A tree-lined driveway near Dane, Wis., 20 miles north of Madison, leads to expansive lawns and a farmhouse with pillars and shutters. Doors are locked, but on a chalkboard is this: "We'll be right back. We're touring the rickhouses."
Sprinkled through Wisconsin are farmers with a thirst to quench the public's cravings for beverages from small-batch beer to vodka. It's a way to add streams of new revenue from farm-grown grains, and visitors can sample these farm-based spirits and suds statewide.
This particular locale — J. Henry & Sons — is a 2,000-acre farm where corn, wheat and rye turn into a four-grain bourbon (the barley comes from Breiss malthouse in Chilton, Wis.). The liquor, introduced in 2015, has won national awards.
The only person on duty today is Aaron Rostad, tasting room manager. He wraps up a tour, then prepares a round of welcome drinks in the farmhouse-turned-tasting-room.
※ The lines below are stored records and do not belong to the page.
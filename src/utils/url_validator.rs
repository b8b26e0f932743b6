//! Syntactic URL checks for the encode and decode paths.
//!
//! Neither check touches the network: no DNS, no fetching.

use url::Url;
use validator::ValidationError;

/// Why a candidate short URL was turned away on the decode path.
#[derive(Debug, Clone, PartialEq, Eq, thiserror::Error)]
pub enum ShortUrlError {
    #[error("URL could not be parsed")]
    Malformed,

    #[error("Only HTTP and HTTPS protocols are allowed")]
    UnsupportedProtocol,

    #[error("URL host does not match the configured domain")]
    HostMismatch,
}

/// Checks that `candidate` is an absolute HTTP(S) URL served by `domain`.
///
/// Host comparison is ASCII case-insensitive and ignores the port.
/// Malformed input is an ordinary `Err`, never a panic.
///
/// # Examples
///
/// ```
/// use shorten_api::utils::url_validator::{validate_short_url, ShortUrlError};
///
/// assert!(validate_short_url("http://localhost/abc123", "localhost").is_ok());
/// assert_eq!(
///     validate_short_url("http://unauthorized.com/abcd", "localhost"),
///     Err(ShortUrlError::HostMismatch)
/// );
/// ```
pub fn validate_short_url(candidate: &str, domain: &str) -> Result<Url, ShortUrlError> {
    let url = Url::parse(candidate).map_err(|_| ShortUrlError::Malformed)?;

    if !matches!(url.scheme(), "http" | "https") {
        return Err(ShortUrlError::UnsupportedProtocol);
    }

    match url.host_str() {
        Some(host) if host.eq_ignore_ascii_case(domain) => Ok(url),
        _ => Err(ShortUrlError::HostMismatch),
    }
}

/// The code carried by a short URL: everything after its last `/`.
pub fn short_code(short_url: &str) -> &str {
    short_url.rsplit('/').next().unwrap_or(short_url)
}

/// Validates an origin URL submitted for shortening.
///
/// Accepts absolute HTTP(S) URLs with a host.
///
/// # Errors
///
/// - `blank` - `"Origin url can't be blank"`
/// - `invalid` - `"Origin url is invalid"`
pub fn validate_origin_url(value: &str) -> Result<(), ValidationError> {
    if value.trim().is_empty() {
        return Err(ValidationError::new("blank").with_message("Origin url can't be blank".into()));
    }

    let valid = Url::parse(value).is_ok_and(|url| {
        matches!(url.scheme(), "http" | "https") && url.host_str().is_some_and(|h| !h.is_empty())
    });

    if valid {
        Ok(())
    } else {
        Err(ValidationError::new("invalid").with_message("Origin url is invalid".into()))
    }
}
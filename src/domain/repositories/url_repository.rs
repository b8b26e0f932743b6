//! Repository trait for origin URL storage.

use crate::domain::entities::{NewUrl, UrlRecord};
use crate::error::AppError;
use async_trait::async_trait;

/// Storage boundary for origin URLs.
///
/// Uniqueness of `origin_url` is the repository's job; the codec trusts that
/// one origin URL maps to one stable id.
///
/// # Implementations
///
/// - [`crate::infrastructure::persistence::PgUrlRepository`] - PostgreSQL implementation
/// - [`crate::infrastructure::persistence::InMemoryUrlRepository`] - process-local store
/// - Test mocks available with `cfg(test)`
#[cfg_attr(test, mockall::automock)]
#[async_trait]
pub trait UrlRepository: Send + Sync {
    /// Finds the record for an exact origin URL.
    ///
    /// # Errors
    ///
    /// Returns [`AppError::Internal`] on storage errors.
    async fn find_by_origin_url(&self, origin_url: &str) -> Result<Option<UrlRecord>, AppError>;

    /// Stores a new origin URL.
    ///
    /// If another writer stored the same URL first, the existing record is
    /// returned instead of a duplicate.
    ///
    /// # Errors
    ///
    /// Returns [`AppError::Internal`] on storage errors.
    async fn create(&self, new_url: NewUrl) -> Result<UrlRecord, AppError>;

    /// Finds a record by id.
    ///
    /// # Errors
    ///
    /// Returns [`AppError::Internal`] on storage errors.
    async fn find_by_id(&self, id: i64) -> Result<Option<UrlRecord>, AppError>;

    /// Verifies the store is reachable.
    ///
    /// # Errors
    ///
    /// Returns [`AppError::Internal`] if it is not.
    async fn ping(&self) -> Result<(), AppError>;
}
The Farmer's Cocktail is a mix of bourbon, lemonade and housemade ginger-mint syrup. The garnish is fresh leaves from a chocolate-mint plant, plucked from the farm and slapped inside Rostad's hands to bring out the scent.
Propped on the bar are corn cobs with deep red kernels, developed at the University of Wisconsin in 1939 and planted in the mid-20th century by Jerry Henry as cattle feed.
Rostad says yield per acre is low compared with average yellow kernel corn, but Joe Henry (Jerry's son) and wife, Liz, "chose to honor the history of what was grown on their land" to make bourbon.